Saved data entries
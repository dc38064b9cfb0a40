//! Story model abstraction and implementations.
//!
//! Provides the [`StoryModel`] trait and two implementations:
//! - [`EchoModel`]: testing/demo model, no network dependencies
//! - [`OpenAiModel`]: OpenAI chat-completions API (streamed or single-shot)
//!
//! ## Environment Variables
//!
//! - `OPENAI_API_KEY`: Required for [`OpenAiModel`]

use async_trait::async_trait;
use bytes::Bytes;
use futures::stream::BoxStream;
use futures::StreamExt;
use serde::{Deserialize, Serialize};
use std::collections::VecDeque;
use std::time::Duration;

use crate::config::ModelConfig;
use crate::sse::{SseFrameDecoder, DONE_SENTINEL};
use crate::StoryError;

/// A lazy, finite, non-restartable sequence of generated text fragments.
///
/// Terminated by either the upstream end-of-stream sentinel (stream ends)
/// or a single `Err` item (stream ends after it). Fragments must be applied
/// in arrival order.
pub type ChunkStream = BoxStream<'static, Result<String, StoryError>>;

/// Trait for text-generation backends.
///
/// Implementations must be thread-safe (Send + Sync) for use across tasks.
/// The trait is object-safe to allow dynamic dispatch via `Arc<dyn StoryModel>`.
///
/// Callers are responsible for prompt validation; both operations assume a
/// non-empty, trimmed prompt.
#[async_trait]
pub trait StoryModel: Send + Sync {
    /// Generate the complete text for a prompt in a single call.
    async fn complete(&self, prompt: &str) -> Result<String, StoryError>;

    /// Generate text as an incrementally delivered chunk stream.
    ///
    /// A request-level failure (connection refused, non-success status)
    /// surfaces as the returned `Err`; failures mid-stream surface as an
    /// `Err` item inside the stream.
    async fn stream(&self, prompt: &str) -> Result<ChunkStream, StoryError>;
}

// ============================================================================
// Echo Model (Testing)
// ============================================================================

/// Dummy echo model for testing and offline demos.
///
/// `complete` returns the trimmed prompt; `stream` yields the prompt's
/// words as individual fragments with a configurable delay between them.
pub struct EchoModel {
    /// Simulated generation delay per fragment.
    pub delay_ms: u64,
}

impl EchoModel {
    /// Create an echo model with a small default delay.
    pub fn new() -> Self {
        Self { delay_ms: 10 }
    }

    /// Create an echo model with an explicit per-fragment delay.
    pub fn with_delay(delay_ms: u64) -> Self {
        Self { delay_ms }
    }
}

impl Default for EchoModel {
    fn default() -> Self {
        Self::new()
    }
}

#[async_trait]
impl StoryModel for EchoModel {
    async fn complete(&self, prompt: &str) -> Result<String, StoryError> {
        tokio::time::sleep(Duration::from_millis(self.delay_ms)).await;
        Ok(prompt.trim().to_string())
    }

    async fn stream(&self, prompt: &str) -> Result<ChunkStream, StoryError> {
        let fragments: Vec<String> = prompt
            .split_whitespace()
            .map(|word| format!("{word} "))
            .collect();
        let delay = Duration::from_millis(self.delay_ms);

        let stream = futures::stream::iter(fragments).then(move |fragment| async move {
            tokio::time::sleep(delay).await;
            Ok(fragment)
        });
        Ok(stream.boxed())
    }
}

// ============================================================================
// OpenAI Model
// ============================================================================

/// Chat-completions request payload.
#[derive(Debug, Serialize)]
struct ChatRequest<'a> {
    model: &'a str,
    messages: Vec<ChatMessage<'a>>,
    max_tokens: u32,
    temperature: f32,
    stream: bool,
}

/// One chat message in the request.
#[derive(Debug, Serialize)]
struct ChatMessage<'a> {
    role: &'a str,
    content: &'a str,
}

/// Single-shot chat-completions response.
#[derive(Debug, Deserialize)]
struct ChatResponse {
    choices: Vec<ChatChoice>,
}

#[derive(Debug, Deserialize)]
struct ChatChoice {
    message: ChatResponseMessage,
}

#[derive(Debug, Deserialize)]
struct ChatResponseMessage {
    content: String,
}

/// One streamed chat-completions frame payload.
#[derive(Debug, Deserialize)]
struct ChatStreamChunk {
    #[serde(default)]
    choices: Vec<ChatStreamChoice>,
}

#[derive(Debug, Deserialize)]
struct ChatStreamChoice {
    delta: ChatDelta,
}

#[derive(Debug, Deserialize)]
struct ChatDelta {
    #[serde(default)]
    content: Option<String>,
}

/// OpenAI chat-completions model.
///
/// Built from a [`ModelConfig`]; the API key is read from the
/// `OPENAI_API_KEY` environment variable at construction.
///
/// ## Example
///
/// ```no_run
/// use story_relay::config::ModelConfig;
/// use story_relay::OpenAiModel;
///
/// # fn example() -> Result<(), story_relay::StoryError> {
/// let model = OpenAiModel::from_env(&ModelConfig::default())?;
/// # Ok(()) }
/// ```
pub struct OpenAiModel {
    client: reqwest::Client,
    api_key: String,
    api_url: String,
    model: String,
    max_tokens: u32,
    temperature: f32,
    system_prompt: String,
    timeout: Duration,
}

impl OpenAiModel {
    /// Create a model from config, reading the key from `OPENAI_API_KEY`.
    ///
    /// # Errors
    ///
    /// Returns [`StoryError::Config`] if the environment variable is unset,
    /// so misconfiguration surfaces at startup rather than at the first
    /// generation request.
    pub fn from_env(config: &ModelConfig) -> Result<Self, StoryError> {
        let api_key = std::env::var("OPENAI_API_KEY")
            .map_err(|_| StoryError::Config("OPENAI_API_KEY environment variable not set".into()))?;
        Ok(Self::new(config, api_key))
    }

    /// Create a model from config with an explicit API key.
    pub fn new(config: &ModelConfig, api_key: impl Into<String>) -> Self {
        Self {
            client: reqwest::Client::new(),
            api_key: api_key.into(),
            api_url: config.api_url.clone(),
            model: config.model.clone(),
            max_tokens: config.max_tokens,
            temperature: config.temperature,
            system_prompt: config.system_prompt.clone(),
            timeout: Duration::from_secs(config.timeout_secs),
        }
    }

    /// Override the endpoint URL (e.g. for a compatible local server).
    pub fn with_api_url(mut self, api_url: impl Into<String>) -> Self {
        self.api_url = api_url.into();
        self
    }

    /// Override the upstream request timeout.
    pub fn with_timeout(mut self, timeout: Duration) -> Self {
        self.timeout = timeout;
        self
    }

    /// Issue the upstream request, streamed or not.
    async fn send_request(&self, prompt: &str, stream: bool) -> Result<reqwest::Response, StoryError> {
        let request = ChatRequest {
            model: &self.model,
            messages: vec![
                ChatMessage {
                    role: "system",
                    content: &self.system_prompt,
                },
                ChatMessage {
                    role: "user",
                    content: prompt,
                },
            ],
            max_tokens: self.max_tokens,
            temperature: self.temperature,
            stream,
        };

        let response = self
            .client
            .post(&self.api_url)
            .header("Authorization", format!("Bearer {}", self.api_key))
            .header("Content-Type", "application/json")
            .timeout(self.timeout)
            .json(&request)
            .send()
            .await
            .map_err(|e| StoryError::Transport(format!("model request failed: {e}")))?;

        if !response.status().is_success() {
            return Err(StoryError::Upstream {
                status: response.status().as_u16(),
            });
        }
        Ok(response)
    }
}

/// Driver state for the upstream SSE decode loop.
struct UpstreamStream {
    bytes: BoxStream<'static, reqwest::Result<Bytes>>,
    decoder: SseFrameDecoder,
    pending: VecDeque<String>,
    finished: bool,
}

impl UpstreamStream {
    /// Produce the next fragment, or `None` at end of stream.
    ///
    /// Frame handling mirrors the upstream wire contract: the `[DONE]`
    /// sentinel ends the stream and is never JSON-parsed; malformed frames
    /// are skipped; empty deltas are filtered out.
    async fn next_fragment(&mut self) -> Option<Result<String, StoryError>> {
        loop {
            if self.finished {
                return None;
            }

            if let Some(payload) = self.pending.pop_front() {
                if payload == DONE_SENTINEL {
                    self.finished = true;
                    return None;
                }
                match serde_json::from_str::<ChatStreamChunk>(&payload) {
                    Ok(chunk) => {
                        let content = chunk
                            .choices
                            .into_iter()
                            .next()
                            .and_then(|choice| choice.delta.content);
                        match content {
                            Some(text) if !text.is_empty() => return Some(Ok(text)),
                            _ => continue,
                        }
                    }
                    // Malformed frame: skip without aborting the stream.
                    Err(_) => continue,
                }
            }

            match self.bytes.next().await {
                Some(Ok(chunk)) => self.pending.extend(self.decoder.push(&chunk)),
                Some(Err(e)) => {
                    self.finished = true;
                    return Some(Err(StoryError::Transport(format!(
                        "reading model stream: {e}"
                    ))));
                }
                None => {
                    self.finished = true;
                    return None;
                }
            }
        }
    }
}

#[async_trait]
impl StoryModel for OpenAiModel {
    async fn complete(&self, prompt: &str) -> Result<String, StoryError> {
        let response = self.send_request(prompt, false).await?;

        let parsed: ChatResponse = response
            .json()
            .await
            .map_err(|e| StoryError::Transport(format!("parsing model response: {e}")))?;

        parsed
            .choices
            .into_iter()
            .next()
            .map(|choice| choice.message.content)
            .ok_or_else(|| StoryError::Transport("no choices in model response".into()))
    }

    async fn stream(&self, prompt: &str) -> Result<ChunkStream, StoryError> {
        let response = self.send_request(prompt, true).await?;

        let state = UpstreamStream {
            bytes: response.bytes_stream().boxed(),
            decoder: SseFrameDecoder::new(),
            pending: VecDeque::new(),
            finished: false,
        };

        let stream = futures::stream::unfold(state, |mut state| async move {
            state.next_fragment().await.map(|item| (item, state))
        });
        Ok(stream.boxed())
    }
}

◆ Exercise requirements ◆
Show a copy of each line from the data that includes the word "choices".

◆ Answer to the problem ◆
    choices: Vec<ChatChoice>,
    choices: Vec<ChatStreamChoice>,
                            .choices
            .choices
            .ok_or_else(|| StoryError::Transport("no choices in model response".into()))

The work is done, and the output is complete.